El último domingo, me vi particularmente afectado como seguramente otras personas. Por estas ideas tan frescas me convertí en peatón a la fuerza, siendo achicharrado por el sol por espacio de más de una hora, a pesar de la gorra y ropa ligera que portaba. El asfalto irrita los ojos, aun a las diez de la mañana con todo el cielo despejado y a pleno verano. En esas condiciones, cuántos caminantes se animan a tomar las calles, me pregunto, a pesar de estar despobladas de coches no había mayor interés de hacer uso de ellas, salvo los ciclistas, claro. Una jornada dominical que me hizo sudar más de la cuenta y volverme más negro, especialmente en los brazos. 
Planeaba partir en bicicleta hasta el aeropuerto. Llegaba uno de mis hermanos desde España, después de ocho años de ausencia. Habíamos acordado ir a recogerlo en la camioneta de mi primo pero no contábamos con la infeliz coincidencia. No había ni un mísero taxi que me llevara porque seguramente el único sindicato autorizado no daba abasto, como posteriormente corroboré. Se me pasó por la cabeza que si tomaba la bici no tendría dónde parquearla en el estacionamiento enfrente de la terminal ni tampoco me iban a dejar ingresar hasta la sala de espera. Ante la duda me tuve que resignar a llegar por propio pie. A vista de pájaro, mi apartamento no parece estar lejos del aeropuerto, según  pude divisar en el mapa antes de emprender la caminata. Al poco rato, ya en el trayecto, me di cuenta de que había que dar un rodeo largo por el puente Killmann y sin siquiera atravesarlo ya pude captar los aromas pestilentes del rio Rocha. Qué dirán los turistas que tienen que recorrer obligatoriamente la avenida que bordea el rio, rumbo a los hoteles lujosos de la zona norte. 

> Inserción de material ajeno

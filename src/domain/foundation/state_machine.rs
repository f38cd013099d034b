//! State machine trait for lifecycle enums.
//!
//! Provides a consistent interface for validating and performing state
//! transitions, used by the connection lifecycle.

use super::ValidationError;

/// Trait for status enums that represent state machines.
///
/// Implementors define valid state transitions and get validated
/// transition methods for free.
///
/// # Example
///
/// ```ignore
/// let next = ConnectionState::Open.transition_to(ConnectionState::Closing)?;
/// ```
pub trait StateMachine: Sized + Copy + PartialEq + std::fmt::Debug {
    /// Returns true if transition from self to target is valid.
    fn can_transition_to(&self, target: &Self) -> bool;

    /// Returns all valid target states from current state.
    fn valid_transitions(&self) -> Vec<Self>;

    /// Performs transition with validation, returning error if invalid.
    fn transition_to(&self, target: Self) -> Result<Self, ValidationError> {
        if self.can_transition_to(&target) {
            Ok(target)
        } else {
            Err(ValidationError::invalid_format(
                "state_transition",
                format!("Cannot transition from {:?} to {:?}", self, target),
            ))
        }
    }

    /// Checks if current state is terminal (no valid outgoing transitions).
    fn is_terminal(&self) -> bool {
        self.valid_transitions().is_empty()
    }
}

Así continuaba a marchas forzadas, siguiendo mi camino y ni siquiera había un árbol que hiciera sombra en las aceras. A lo sumo se divisaban algunos arbolillos de esos que se utilizan para setos recortados. El pútrido hedor del riachuelo calentado por el sol me perseguía a manera de compañía. Pude adelantar a una pareja de esposos de mediana edad que se esforzaba por llegar al lugar con su maleta de mano. Menos mal que un policía de moto se ofreció a llevarlos, aunque ya no estaban tan lejos. Como ellos, no sé cuántos pasajeros habrán tenido que pasar por las mismas penosas circunstancias, resultado de las abusivas y absurdas iniciativas de las autoridades que ni por asomo se preocupan por cubrir las contingencias derivadas. 

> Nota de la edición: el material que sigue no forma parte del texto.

//! WebSocket upgrade handler for realtime grid sharing.
//!
//! Handles the HTTP → WebSocket upgrade and manages the connection lifecycle:
//! 1. Upgrade to WebSocket
//! 2. Join the hub (everyone, the newcomer included, gets a presence update)
//! 3. Send the welcome message
//! 4. Relay hub events out and client edits in until either side stops
//! 5. Leave the hub

use std::sync::Arc;

use axum::{
    extract::{
        ws::{Message, WebSocket, WebSocketUpgrade},
        State,
    },
    response::Response,
    routing::get,
    Router,
};
use futures::{stream::SplitSink, SinkExt, StreamExt};

use crate::domain::foundation::ConnectionId;
use crate::domain::hub::{BroadcastHub, CellEdit};

use super::messages::{ClientMessage, ServerMessage};

/// State required for WebSocket handling.
#[derive(Clone)]
pub struct WebSocketState {
    pub hub: Arc<BroadcastHub>,
}

impl WebSocketState {
    pub fn new(hub: Arc<BroadcastHub>) -> Self {
        Self { hub }
    }
}

/// Handle WebSocket upgrade requests.
///
/// Route: `GET /ws`
pub async fn ws_handler(ws: WebSocketUpgrade, State(state): State<WebSocketState>) -> Response {
    ws.on_upgrade(move |socket| handle_socket(socket, state.hub))
}

/// Runs for the lifetime of one connection.
async fn handle_socket(socket: WebSocket, hub: Arc<BroadcastHub>) {
    let (mut sender, mut receiver) = socket.split();

    let mut subscription = hub.connect().await;
    let connection_id = subscription.id();
    let send_timeout = hub.settings().send_timeout;

    let welcome = ServerMessage::Welcome { connection_id };
    if let Err(e) = send_message(&mut sender, &welcome).await {
        tracing::debug!(connection_id = %connection_id, "Failed to send welcome: {}", e);
        subscription.close().await;
        return;
    }

    // Forward hub events to the client
    let mut send_task = tokio::spawn(async move {
        while let Some(event) = subscription.recv().await {
            let msg = ServerMessage::from(event);
            match tokio::time::timeout(send_timeout, send_message(&mut sender, &msg)).await {
                Ok(Ok(())) => {}
                Ok(Err(e)) => {
                    tracing::debug!(connection_id = %connection_id, "Send error, closing connection: {}", e);
                    break;
                }
                Err(_) => {
                    tracing::debug!(connection_id = %connection_id, "Send timed out, closing connection");
                    break;
                }
            }
        }
        subscription
    });

    // Relay client edits through the hub
    let recv_hub = Arc::clone(&hub);
    let mut recv_task = tokio::spawn(async move {
        while let Some(result) = receiver.next().await {
            match result {
                Ok(Message::Text(text)) => {
                    handle_client_text(&recv_hub, connection_id, &text).await;
                }
                Ok(Message::Binary(_)) => {
                    tracing::warn!(connection_id = %connection_id, "Received unsupported binary message");
                }
                Ok(Message::Ping(_)) | Ok(Message::Pong(_)) => {
                    // Protocol-level keepalive, answered by axum
                }
                Ok(Message::Close(_)) => {
                    tracing::debug!(connection_id = %connection_id, "Client sent close frame");
                    break;
                }
                Err(e) => {
                    tracing::debug!(connection_id = %connection_id, "Receive error: {}", e);
                    break;
                }
            }
        }
    });

    // Wait for either task to finish
    tokio::select! {
        result = &mut send_task => {
            recv_task.abort();
            match result {
                Ok(subscription) => subscription.close().await,
                Err(_) => {
                    hub.disconnect(connection_id).await;
                }
            }
        }
        _ = &mut recv_task => {
            send_task.abort();
            hub.disconnect(connection_id).await;
        }
    }
}

/// Parses one text frame and publishes it if it is a valid edit.
pub(crate) async fn handle_client_text(hub: &BroadcastHub, origin: ConnectionId, text: &str) {
    match serde_json::from_str::<ClientMessage>(text) {
        Ok(ClientMessage::Edit(payload)) => match CellEdit::try_from(payload) {
            Ok(edit) => {
                hub.publish(origin, edit).await;
            }
            Err(e) => {
                tracing::warn!(connection_id = %origin, "Rejected edit: {}", e);
            }
        },
        Ok(ClientMessage::Heartbeat) => {
            tracing::trace!(connection_id = %origin, "Received client heartbeat");
        }
        Err(e) => {
            tracing::warn!(connection_id = %origin, "Unparseable client message: {}", e);
        }
    }
}

/// Send a JSON message over the WebSocket.
async fn send_message(
    sender: &mut SplitSink<WebSocket, Message>,
    msg: &ServerMessage,
) -> Result<(), axum::Error> {
    let json = serde_json::to_string(msg).map_err(axum::Error::new)?;
    sender.send(Message::Text(json)).await
}

/// Create axum router for the WebSocket endpoint.
pub fn websocket_router(hub: Arc<BroadcastHub>) -> Router {
    Router::new()
        .route("/ws", get(ws_handler))
        .with_state(WebSocketState::new(hub))
}
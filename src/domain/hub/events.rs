//! Events exchanged between the hub and its connections.

use crate::domain::foundation::ValidationError;

/// What happened to a cell.
#[derive(Debug, Clone, Copy, PartialEq, Eq)]
pub enum EditKey {
    /// A letter was typed into the cell.
    Letter(char),
    /// The cell was cleared.
    Clear,
}

/// One participant's change to one cell.
#[derive(Debug, Clone, PartialEq, Eq)]
pub struct CellEdit {
    pub row: usize,
    pub col: usize,
    pub key: EditKey,
    /// Clue label the participant was working in, if any.
    pub clue: Option<String>,
}

impl CellEdit {
    /// A letter typed at (`row`, `col`).
    ///
    /// # Errors
    ///
    /// Returns a validation error if `letter` is not alphabetic.
    pub fn letter(row: usize, col: usize, letter: char) -> Result<Self, ValidationError> {
        if !letter.is_alphabetic() {
            return Err(ValidationError::invalid_format(
                "key",
                format!("'{}' is not a letter", letter.escape_debug()),
            ));
        }
        Ok(Self {
            row,
            col,
            key: EditKey::Letter(letter),
            clue: None,
        })
    }

    /// The cell at (`row`, `col`) was cleared.
    pub fn clear(row: usize, col: usize) -> Self {
        Self {
            row,
            col,
            key: EditKey::Clear,
            clue: None,
        }
    }

    pub fn with_clue(mut self, clue: impl Into<String>) -> Self {
        self.clue = Some(clue.into());
        self
    }
}

/// Everything the hub can push to a connection.
#[derive(Debug, Clone, PartialEq, Eq)]
pub enum HubEvent {
    /// Another participant edited a cell.
    Edit(CellEdit),
    /// Membership changed; `connected` is the current live count.
    Presence { connected: usize },
    /// Liveness probe, no payload.
    Heartbeat,
}

impl HubEvent {
    /// Short name for log fields.
    pub fn kind(&self) -> &'static str {
        match self {
            HubEvent::Edit(_) => "edit",
            HubEvent::Presence { .. } => "presence",
            HubEvent::Heartbeat => "heartbeat",
        }
    }
}
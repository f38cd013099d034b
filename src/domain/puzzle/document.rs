//! Puzzle documents as supplied by a provider.

use serde::{Deserialize, Serialize};

use super::ClueEntry;

/// Declared grid size.
#[derive(Debug, Clone, Copy, PartialEq, Eq, Serialize, Deserialize)]
pub struct Dimensions {
    pub rows: usize,
    pub cols: usize,
}

impl Dimensions {
    pub fn new(rows: usize, cols: usize) -> Self {
        Self { rows, cols }
    }
}

/// A complete puzzle: name, size and clue entries in provider order.
#[derive(Debug, Clone, PartialEq, Eq, Serialize)]
pub struct PuzzleDocument {
    /// Provider-side identifier, e.g. `crosswords/quick/15655`.
    pub id: String,
    pub name: String,
    pub dimensions: Dimensions,
    pub entries: Vec<ClueEntry>,
}

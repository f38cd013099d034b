//! Grid squares and the labels attached to them.

use serde::{Serialize, Serializer};
use std::collections::BTreeSet;
use std::fmt;

use crate::domain::puzzle::Direction;

/// Style label carried by a cell.
///
/// Rendered as the class names the front end keys on: `white`,
/// `clue-<id>`, `sep-across`, `sep-down`.
#[derive(Debug, Clone, PartialEq, Eq, PartialOrd, Ord, Hash)]
pub enum CellLabel {
    /// The cell belongs to at least one answer.
    Filled,
    /// The cell is occupied by the entry (or group member) with this id.
    Clue(String),
    /// A word break follows this cell.
    Separator(Direction),
}

impl CellLabel {
    pub fn clue(id: impl Into<String>) -> Self {
        CellLabel::Clue(id.into())
    }
}

impl fmt::Display for CellLabel {
    fn fmt(&self, f: &mut fmt::Formatter<'_>) -> fmt::Result {
        match self {
            CellLabel::Filled => f.write_str("white"),
            CellLabel::Clue(id) => write!(f, "clue-{}", id),
            CellLabel::Separator(direction) => write!(f, "sep-{}", direction),
        }
    }
}

impl Serialize for CellLabel {
    fn serialize<S: Serializer>(&self, serializer: S) -> Result<S::Ok, S::Error> {
        serializer.collect_str(self)
    }
}

/// One grid square.
///
/// A cell with no labels is blocked and never fillable.
#[derive(Debug, Clone, Default, PartialEq, Eq, Serialize)]
pub struct Cell {
    /// Clue number shown in the corner; empty unless an entry starts here.
    #[serde(rename = "number")]
    pub display_number: String,
    #[serde(rename = "classes")]
    pub labels: BTreeSet<CellLabel>,
}

impl Cell {
    pub fn is_blocked(&self) -> bool {
        self.labels.is_empty()
    }

    pub fn is_filled(&self) -> bool {
        self.labels.contains(&CellLabel::Filled)
    }

    pub fn has_label(&self, label: &CellLabel) -> bool {
        self.labels.contains(label)
    }
}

Llegué sin mayor novedad, más cabreado por el clima que por el cansancio. A metros de la casamata de ingreso observé un avión oxidándose a la intemperie entre gruesas ramas de molle, como único vestigio de la antigua aerolínea estatal LAB, convenientemente abandonada por el actual gobierno. Unos pasos más allá, hay un mascarón elevado con la figura de una cabina de avión, donde se puede leer “Centro internacional de entrenamiento aeronáutico” esculpido con letras plateadas porque supuestamente el aeropuerto Jorge Wilstermann iba a ser un referente en el tema en Sudamérica, pero el estado descuidado, ruinoso, del mascarón desmiente tal cosa. Como era lógico, existía muy poco movimiento en la terminal aérea. Los parqueos prácticamente vacíos. Más empleados de servicios aeroportuarios y dependientes de galerías, cafés y otros servicios relacionados que viajeros al acecho. En días normales tampoco es mayor la diferencia. El aire bucólico y provinciano del valle se siente hasta en sus vuelos. Y pensar que antes Cochabamba era el centro aeronáutico del país, o eso se decía.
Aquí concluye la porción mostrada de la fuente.